▶ _Work item_
Below are records. Copy every line with "setup" in it.

>>>>

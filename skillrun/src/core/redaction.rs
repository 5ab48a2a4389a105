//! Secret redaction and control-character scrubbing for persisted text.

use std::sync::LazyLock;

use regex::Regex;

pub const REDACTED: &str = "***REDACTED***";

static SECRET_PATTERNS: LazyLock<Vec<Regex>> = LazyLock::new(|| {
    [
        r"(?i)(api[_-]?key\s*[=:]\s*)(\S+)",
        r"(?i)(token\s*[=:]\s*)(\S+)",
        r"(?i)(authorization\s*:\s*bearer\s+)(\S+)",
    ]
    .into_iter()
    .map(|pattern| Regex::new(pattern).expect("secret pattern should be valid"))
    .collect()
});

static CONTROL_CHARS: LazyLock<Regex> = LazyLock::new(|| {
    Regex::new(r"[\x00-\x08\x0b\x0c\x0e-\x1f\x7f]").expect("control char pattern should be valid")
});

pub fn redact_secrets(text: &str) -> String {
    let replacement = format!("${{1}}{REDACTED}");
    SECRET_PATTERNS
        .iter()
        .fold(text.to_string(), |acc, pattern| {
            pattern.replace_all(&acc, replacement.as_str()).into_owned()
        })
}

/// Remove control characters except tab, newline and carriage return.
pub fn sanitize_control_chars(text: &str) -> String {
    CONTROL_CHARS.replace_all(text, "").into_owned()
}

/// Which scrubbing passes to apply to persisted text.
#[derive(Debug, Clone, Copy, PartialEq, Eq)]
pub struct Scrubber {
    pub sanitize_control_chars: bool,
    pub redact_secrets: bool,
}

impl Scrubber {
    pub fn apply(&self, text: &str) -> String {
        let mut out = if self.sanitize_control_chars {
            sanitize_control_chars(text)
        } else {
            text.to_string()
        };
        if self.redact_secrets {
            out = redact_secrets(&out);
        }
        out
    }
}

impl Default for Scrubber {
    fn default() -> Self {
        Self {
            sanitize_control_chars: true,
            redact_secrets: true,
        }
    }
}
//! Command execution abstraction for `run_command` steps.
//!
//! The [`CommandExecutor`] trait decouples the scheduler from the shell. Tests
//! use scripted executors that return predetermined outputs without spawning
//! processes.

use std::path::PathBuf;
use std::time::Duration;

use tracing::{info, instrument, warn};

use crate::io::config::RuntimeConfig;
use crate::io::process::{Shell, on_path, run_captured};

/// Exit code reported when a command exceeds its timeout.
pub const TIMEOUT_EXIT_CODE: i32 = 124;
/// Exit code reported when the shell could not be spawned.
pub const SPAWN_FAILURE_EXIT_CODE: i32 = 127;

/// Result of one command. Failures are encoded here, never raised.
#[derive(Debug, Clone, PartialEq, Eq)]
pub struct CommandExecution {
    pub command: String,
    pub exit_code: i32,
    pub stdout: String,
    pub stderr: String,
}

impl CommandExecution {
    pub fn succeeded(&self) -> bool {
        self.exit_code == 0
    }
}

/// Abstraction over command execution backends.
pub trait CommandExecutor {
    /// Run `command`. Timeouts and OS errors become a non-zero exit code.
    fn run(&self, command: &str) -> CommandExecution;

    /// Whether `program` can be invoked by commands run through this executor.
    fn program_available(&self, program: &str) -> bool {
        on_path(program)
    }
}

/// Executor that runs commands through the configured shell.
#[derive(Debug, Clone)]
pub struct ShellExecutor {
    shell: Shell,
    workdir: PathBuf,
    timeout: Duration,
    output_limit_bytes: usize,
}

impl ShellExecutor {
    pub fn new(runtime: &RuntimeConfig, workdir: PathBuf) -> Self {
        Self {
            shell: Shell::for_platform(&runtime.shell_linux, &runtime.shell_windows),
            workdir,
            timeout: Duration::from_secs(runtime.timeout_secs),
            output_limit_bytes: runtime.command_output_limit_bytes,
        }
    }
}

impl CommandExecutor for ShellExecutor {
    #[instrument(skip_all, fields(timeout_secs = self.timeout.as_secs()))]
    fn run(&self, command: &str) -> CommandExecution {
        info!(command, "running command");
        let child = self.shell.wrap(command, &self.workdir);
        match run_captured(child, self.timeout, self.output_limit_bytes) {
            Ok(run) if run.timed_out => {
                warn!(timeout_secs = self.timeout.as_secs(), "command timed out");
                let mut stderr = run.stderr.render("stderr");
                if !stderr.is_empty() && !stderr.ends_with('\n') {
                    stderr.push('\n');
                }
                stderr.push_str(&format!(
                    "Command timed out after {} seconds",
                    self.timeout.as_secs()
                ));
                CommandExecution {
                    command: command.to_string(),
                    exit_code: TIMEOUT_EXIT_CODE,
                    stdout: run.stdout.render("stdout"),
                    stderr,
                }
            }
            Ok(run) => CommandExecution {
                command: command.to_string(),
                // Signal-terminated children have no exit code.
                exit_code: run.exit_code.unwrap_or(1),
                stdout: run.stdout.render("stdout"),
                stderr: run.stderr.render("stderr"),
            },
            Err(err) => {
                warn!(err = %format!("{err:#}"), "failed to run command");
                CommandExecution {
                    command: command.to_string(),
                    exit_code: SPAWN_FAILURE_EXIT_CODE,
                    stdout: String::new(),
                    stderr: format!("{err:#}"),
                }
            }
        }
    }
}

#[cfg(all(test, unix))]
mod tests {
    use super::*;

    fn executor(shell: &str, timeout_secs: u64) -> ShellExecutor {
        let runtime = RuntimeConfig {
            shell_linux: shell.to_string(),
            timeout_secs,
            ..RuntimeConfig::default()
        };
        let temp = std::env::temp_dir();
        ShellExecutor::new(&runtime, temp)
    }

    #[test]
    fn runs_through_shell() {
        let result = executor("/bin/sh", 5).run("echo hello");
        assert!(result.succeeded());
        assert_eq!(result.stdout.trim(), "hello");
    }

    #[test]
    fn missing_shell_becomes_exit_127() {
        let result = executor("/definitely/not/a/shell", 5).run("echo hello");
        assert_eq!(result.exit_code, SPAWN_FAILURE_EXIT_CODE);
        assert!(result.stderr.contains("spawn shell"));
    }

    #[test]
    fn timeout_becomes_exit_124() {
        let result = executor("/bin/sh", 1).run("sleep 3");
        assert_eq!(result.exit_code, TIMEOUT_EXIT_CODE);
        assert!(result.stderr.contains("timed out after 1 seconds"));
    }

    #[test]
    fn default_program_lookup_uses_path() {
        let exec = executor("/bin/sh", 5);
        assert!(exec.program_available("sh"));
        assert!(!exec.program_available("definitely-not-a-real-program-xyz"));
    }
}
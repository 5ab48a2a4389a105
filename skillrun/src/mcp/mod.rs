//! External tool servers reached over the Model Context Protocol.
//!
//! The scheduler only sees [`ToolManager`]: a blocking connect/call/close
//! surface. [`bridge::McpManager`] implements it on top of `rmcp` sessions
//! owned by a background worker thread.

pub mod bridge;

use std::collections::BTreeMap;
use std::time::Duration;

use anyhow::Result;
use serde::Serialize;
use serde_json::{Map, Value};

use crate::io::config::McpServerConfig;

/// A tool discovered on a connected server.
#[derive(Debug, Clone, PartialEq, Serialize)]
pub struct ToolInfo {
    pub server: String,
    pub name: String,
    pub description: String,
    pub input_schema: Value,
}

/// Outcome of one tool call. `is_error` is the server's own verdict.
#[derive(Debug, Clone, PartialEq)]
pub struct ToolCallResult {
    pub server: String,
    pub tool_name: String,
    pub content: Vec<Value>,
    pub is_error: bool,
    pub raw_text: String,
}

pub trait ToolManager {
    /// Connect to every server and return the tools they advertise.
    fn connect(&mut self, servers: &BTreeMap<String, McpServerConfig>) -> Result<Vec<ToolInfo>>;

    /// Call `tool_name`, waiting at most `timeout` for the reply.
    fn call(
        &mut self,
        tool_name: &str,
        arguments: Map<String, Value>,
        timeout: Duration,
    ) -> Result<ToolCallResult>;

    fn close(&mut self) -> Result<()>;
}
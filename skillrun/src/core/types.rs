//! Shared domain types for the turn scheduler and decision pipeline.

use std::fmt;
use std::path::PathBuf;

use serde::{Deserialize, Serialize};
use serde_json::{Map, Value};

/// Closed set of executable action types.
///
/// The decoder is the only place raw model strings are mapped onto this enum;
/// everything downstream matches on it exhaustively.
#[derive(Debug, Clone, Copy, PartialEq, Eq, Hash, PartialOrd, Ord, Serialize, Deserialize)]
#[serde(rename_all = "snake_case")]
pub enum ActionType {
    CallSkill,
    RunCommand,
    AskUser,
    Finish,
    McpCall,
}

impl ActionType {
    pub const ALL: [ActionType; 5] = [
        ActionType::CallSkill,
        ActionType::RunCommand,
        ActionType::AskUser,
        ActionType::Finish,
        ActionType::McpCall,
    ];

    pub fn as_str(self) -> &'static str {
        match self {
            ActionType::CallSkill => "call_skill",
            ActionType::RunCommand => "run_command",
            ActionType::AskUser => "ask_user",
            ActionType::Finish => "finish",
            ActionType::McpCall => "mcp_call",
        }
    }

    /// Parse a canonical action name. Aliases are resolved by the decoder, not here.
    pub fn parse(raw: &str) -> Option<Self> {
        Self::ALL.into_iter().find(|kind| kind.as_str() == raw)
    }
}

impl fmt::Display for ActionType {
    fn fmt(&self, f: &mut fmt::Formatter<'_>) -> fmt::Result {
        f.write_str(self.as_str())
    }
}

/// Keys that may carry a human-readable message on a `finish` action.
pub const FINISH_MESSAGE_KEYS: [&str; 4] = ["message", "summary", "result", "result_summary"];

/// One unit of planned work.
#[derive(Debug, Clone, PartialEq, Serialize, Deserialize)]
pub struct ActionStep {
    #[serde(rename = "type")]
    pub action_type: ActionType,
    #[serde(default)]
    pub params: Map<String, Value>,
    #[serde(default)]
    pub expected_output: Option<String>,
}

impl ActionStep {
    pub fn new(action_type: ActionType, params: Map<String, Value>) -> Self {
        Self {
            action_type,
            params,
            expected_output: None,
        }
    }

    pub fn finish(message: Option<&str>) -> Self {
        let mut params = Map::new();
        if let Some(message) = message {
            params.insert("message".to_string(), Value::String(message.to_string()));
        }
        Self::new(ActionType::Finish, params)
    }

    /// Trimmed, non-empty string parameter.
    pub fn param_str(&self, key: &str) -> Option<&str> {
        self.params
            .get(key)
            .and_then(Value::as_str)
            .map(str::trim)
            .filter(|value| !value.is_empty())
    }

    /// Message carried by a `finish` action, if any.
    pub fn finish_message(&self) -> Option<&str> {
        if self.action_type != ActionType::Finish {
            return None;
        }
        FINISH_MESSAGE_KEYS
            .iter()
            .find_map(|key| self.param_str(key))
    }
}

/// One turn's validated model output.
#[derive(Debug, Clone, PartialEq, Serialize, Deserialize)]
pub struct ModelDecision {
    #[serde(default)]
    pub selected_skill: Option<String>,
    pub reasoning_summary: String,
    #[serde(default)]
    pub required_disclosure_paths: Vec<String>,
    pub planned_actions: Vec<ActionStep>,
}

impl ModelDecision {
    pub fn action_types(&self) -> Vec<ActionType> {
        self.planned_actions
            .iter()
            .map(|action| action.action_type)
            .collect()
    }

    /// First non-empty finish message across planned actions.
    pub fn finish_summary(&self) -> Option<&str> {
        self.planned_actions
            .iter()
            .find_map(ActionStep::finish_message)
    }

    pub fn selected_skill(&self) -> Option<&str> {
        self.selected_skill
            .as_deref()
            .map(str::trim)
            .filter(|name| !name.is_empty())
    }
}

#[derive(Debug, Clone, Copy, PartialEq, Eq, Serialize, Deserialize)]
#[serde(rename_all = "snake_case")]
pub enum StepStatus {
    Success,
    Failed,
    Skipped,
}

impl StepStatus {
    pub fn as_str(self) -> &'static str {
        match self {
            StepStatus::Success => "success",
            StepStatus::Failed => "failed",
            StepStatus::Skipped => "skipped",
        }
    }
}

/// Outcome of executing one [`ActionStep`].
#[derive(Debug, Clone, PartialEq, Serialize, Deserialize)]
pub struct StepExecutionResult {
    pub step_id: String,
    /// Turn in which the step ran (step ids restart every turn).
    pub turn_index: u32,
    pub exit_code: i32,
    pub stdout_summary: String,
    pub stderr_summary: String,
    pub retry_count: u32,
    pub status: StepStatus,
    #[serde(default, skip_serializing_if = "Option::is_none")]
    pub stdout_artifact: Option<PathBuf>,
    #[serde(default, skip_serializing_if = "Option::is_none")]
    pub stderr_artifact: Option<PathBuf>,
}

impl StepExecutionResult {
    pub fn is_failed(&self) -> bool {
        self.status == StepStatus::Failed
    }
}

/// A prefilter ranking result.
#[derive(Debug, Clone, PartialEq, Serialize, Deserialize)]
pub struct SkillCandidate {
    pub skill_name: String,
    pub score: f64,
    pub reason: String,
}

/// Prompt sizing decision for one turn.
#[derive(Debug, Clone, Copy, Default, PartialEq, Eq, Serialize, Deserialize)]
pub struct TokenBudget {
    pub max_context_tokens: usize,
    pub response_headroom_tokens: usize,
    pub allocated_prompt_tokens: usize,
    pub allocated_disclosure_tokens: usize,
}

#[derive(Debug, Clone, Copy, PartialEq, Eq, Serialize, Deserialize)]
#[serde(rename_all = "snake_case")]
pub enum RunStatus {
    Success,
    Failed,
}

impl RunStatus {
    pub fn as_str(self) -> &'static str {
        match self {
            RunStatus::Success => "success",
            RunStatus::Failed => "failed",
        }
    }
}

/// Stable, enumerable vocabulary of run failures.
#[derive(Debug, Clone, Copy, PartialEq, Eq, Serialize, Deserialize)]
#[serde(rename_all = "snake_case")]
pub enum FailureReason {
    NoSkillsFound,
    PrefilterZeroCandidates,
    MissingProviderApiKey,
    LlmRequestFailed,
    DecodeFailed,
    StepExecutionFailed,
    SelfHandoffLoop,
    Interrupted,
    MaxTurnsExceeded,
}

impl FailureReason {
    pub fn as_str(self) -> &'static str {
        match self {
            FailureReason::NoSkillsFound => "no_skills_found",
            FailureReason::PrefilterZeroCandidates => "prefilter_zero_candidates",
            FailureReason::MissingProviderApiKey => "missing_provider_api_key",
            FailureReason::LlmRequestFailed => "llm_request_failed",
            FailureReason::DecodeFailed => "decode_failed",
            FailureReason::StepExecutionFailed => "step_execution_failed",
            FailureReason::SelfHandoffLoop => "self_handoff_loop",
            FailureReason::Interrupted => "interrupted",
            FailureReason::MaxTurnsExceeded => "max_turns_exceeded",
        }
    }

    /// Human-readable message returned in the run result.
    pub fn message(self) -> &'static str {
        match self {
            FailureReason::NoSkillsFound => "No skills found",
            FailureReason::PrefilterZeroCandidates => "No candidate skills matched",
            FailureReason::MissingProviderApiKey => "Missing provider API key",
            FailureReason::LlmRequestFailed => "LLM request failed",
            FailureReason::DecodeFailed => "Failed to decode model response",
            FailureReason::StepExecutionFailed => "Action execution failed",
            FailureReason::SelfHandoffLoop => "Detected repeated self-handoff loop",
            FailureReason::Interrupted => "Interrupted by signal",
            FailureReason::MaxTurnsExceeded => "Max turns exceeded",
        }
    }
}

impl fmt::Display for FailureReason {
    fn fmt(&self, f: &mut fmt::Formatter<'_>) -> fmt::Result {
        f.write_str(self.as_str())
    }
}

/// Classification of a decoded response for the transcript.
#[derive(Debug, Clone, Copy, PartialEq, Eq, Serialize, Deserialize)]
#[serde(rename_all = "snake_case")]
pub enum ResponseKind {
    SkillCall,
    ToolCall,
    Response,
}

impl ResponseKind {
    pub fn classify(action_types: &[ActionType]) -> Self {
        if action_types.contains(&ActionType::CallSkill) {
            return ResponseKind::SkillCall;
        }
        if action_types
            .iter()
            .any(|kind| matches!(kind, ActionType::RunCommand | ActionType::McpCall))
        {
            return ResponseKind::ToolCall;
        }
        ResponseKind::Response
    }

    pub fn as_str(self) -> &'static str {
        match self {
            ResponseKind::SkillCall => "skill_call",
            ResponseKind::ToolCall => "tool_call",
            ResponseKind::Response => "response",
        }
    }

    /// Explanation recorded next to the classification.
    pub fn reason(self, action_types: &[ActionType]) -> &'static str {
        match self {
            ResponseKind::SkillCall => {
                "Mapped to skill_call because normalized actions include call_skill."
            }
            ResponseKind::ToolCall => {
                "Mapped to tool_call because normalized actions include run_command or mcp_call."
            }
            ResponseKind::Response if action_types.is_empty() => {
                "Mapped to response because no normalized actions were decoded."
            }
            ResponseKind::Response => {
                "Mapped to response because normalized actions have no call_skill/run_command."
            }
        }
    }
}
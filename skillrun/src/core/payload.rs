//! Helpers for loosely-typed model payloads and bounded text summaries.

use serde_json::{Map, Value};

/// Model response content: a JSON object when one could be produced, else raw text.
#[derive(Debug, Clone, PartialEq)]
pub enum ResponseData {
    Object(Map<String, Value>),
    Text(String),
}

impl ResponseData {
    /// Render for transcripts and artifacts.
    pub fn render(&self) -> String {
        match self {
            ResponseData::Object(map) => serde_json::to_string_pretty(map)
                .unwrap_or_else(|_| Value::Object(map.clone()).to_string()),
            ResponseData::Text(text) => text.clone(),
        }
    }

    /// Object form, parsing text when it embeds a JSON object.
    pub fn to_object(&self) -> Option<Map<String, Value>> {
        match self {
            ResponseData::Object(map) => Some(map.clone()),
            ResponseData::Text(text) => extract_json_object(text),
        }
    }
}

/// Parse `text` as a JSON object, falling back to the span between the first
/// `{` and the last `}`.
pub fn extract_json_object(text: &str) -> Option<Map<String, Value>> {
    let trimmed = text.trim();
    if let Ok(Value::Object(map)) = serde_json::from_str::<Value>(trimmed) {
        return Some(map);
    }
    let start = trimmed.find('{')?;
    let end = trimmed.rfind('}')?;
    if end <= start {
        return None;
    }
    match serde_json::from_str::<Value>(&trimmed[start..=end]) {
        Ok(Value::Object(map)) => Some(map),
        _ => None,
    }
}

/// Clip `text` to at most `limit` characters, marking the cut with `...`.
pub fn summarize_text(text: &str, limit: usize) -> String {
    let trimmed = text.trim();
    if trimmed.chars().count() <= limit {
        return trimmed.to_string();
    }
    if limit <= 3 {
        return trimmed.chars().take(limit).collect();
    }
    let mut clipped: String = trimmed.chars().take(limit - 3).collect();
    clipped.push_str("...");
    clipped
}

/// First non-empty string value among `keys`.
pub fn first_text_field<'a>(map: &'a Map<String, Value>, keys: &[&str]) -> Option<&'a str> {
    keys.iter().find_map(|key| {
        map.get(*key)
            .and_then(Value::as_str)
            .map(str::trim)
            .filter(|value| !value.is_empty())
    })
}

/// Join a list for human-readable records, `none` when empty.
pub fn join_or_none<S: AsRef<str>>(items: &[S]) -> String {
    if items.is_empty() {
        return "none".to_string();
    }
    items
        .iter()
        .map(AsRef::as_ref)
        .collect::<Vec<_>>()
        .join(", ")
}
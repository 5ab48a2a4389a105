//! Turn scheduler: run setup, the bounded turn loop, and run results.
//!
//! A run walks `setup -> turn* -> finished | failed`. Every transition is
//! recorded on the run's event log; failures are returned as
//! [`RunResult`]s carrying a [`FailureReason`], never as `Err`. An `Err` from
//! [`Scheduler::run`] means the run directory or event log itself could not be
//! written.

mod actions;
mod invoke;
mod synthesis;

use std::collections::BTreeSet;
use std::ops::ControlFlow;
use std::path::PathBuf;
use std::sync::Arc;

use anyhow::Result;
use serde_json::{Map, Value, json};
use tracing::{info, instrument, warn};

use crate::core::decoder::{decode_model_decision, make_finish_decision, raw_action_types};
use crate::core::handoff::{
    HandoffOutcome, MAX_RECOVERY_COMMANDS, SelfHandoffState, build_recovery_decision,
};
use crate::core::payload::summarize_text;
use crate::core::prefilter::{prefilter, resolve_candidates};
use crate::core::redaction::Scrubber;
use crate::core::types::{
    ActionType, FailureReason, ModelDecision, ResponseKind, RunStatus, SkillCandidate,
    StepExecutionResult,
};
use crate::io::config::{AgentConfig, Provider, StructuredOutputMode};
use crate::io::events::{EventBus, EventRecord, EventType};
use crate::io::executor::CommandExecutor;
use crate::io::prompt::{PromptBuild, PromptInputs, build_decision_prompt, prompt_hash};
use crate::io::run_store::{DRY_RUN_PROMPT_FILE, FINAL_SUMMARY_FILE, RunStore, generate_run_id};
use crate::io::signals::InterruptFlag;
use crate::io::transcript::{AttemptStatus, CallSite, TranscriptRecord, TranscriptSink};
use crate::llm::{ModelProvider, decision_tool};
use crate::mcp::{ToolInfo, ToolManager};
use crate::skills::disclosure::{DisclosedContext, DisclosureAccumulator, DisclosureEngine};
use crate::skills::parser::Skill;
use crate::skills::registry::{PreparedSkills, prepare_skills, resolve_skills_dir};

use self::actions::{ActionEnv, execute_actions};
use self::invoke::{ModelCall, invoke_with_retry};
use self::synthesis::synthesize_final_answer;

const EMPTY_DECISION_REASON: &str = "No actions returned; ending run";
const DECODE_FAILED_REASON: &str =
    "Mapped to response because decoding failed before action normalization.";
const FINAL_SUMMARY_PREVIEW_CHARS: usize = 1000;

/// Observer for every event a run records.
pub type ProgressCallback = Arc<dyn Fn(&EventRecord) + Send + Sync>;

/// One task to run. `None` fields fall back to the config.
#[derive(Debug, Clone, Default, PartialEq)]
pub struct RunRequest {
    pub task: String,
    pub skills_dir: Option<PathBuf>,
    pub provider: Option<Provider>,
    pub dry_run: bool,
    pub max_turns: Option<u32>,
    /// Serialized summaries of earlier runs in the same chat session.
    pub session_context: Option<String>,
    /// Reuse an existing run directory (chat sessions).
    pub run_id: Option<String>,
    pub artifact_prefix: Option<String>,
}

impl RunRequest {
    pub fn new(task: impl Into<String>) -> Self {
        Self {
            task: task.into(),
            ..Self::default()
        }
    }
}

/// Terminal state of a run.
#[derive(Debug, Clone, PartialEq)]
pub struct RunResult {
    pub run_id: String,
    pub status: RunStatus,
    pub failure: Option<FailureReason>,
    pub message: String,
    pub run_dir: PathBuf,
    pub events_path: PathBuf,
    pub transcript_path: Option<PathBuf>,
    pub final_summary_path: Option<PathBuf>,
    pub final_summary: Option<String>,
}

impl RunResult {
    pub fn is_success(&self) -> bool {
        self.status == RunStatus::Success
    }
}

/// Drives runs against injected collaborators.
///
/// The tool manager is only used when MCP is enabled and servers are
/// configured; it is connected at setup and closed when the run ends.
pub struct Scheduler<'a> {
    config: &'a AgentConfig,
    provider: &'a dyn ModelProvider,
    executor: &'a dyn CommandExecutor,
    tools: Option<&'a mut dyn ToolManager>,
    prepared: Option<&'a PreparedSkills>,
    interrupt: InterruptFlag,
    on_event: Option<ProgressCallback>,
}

<<<<

▶ _Answer to this problem_
//! Turn scheduler: run setup, the bounded turn loop, and run results.
//! A run walks `setup -> turn* -> finished | failed`. Every transition is
/// configured; it is connected at setup and closed when the run ends.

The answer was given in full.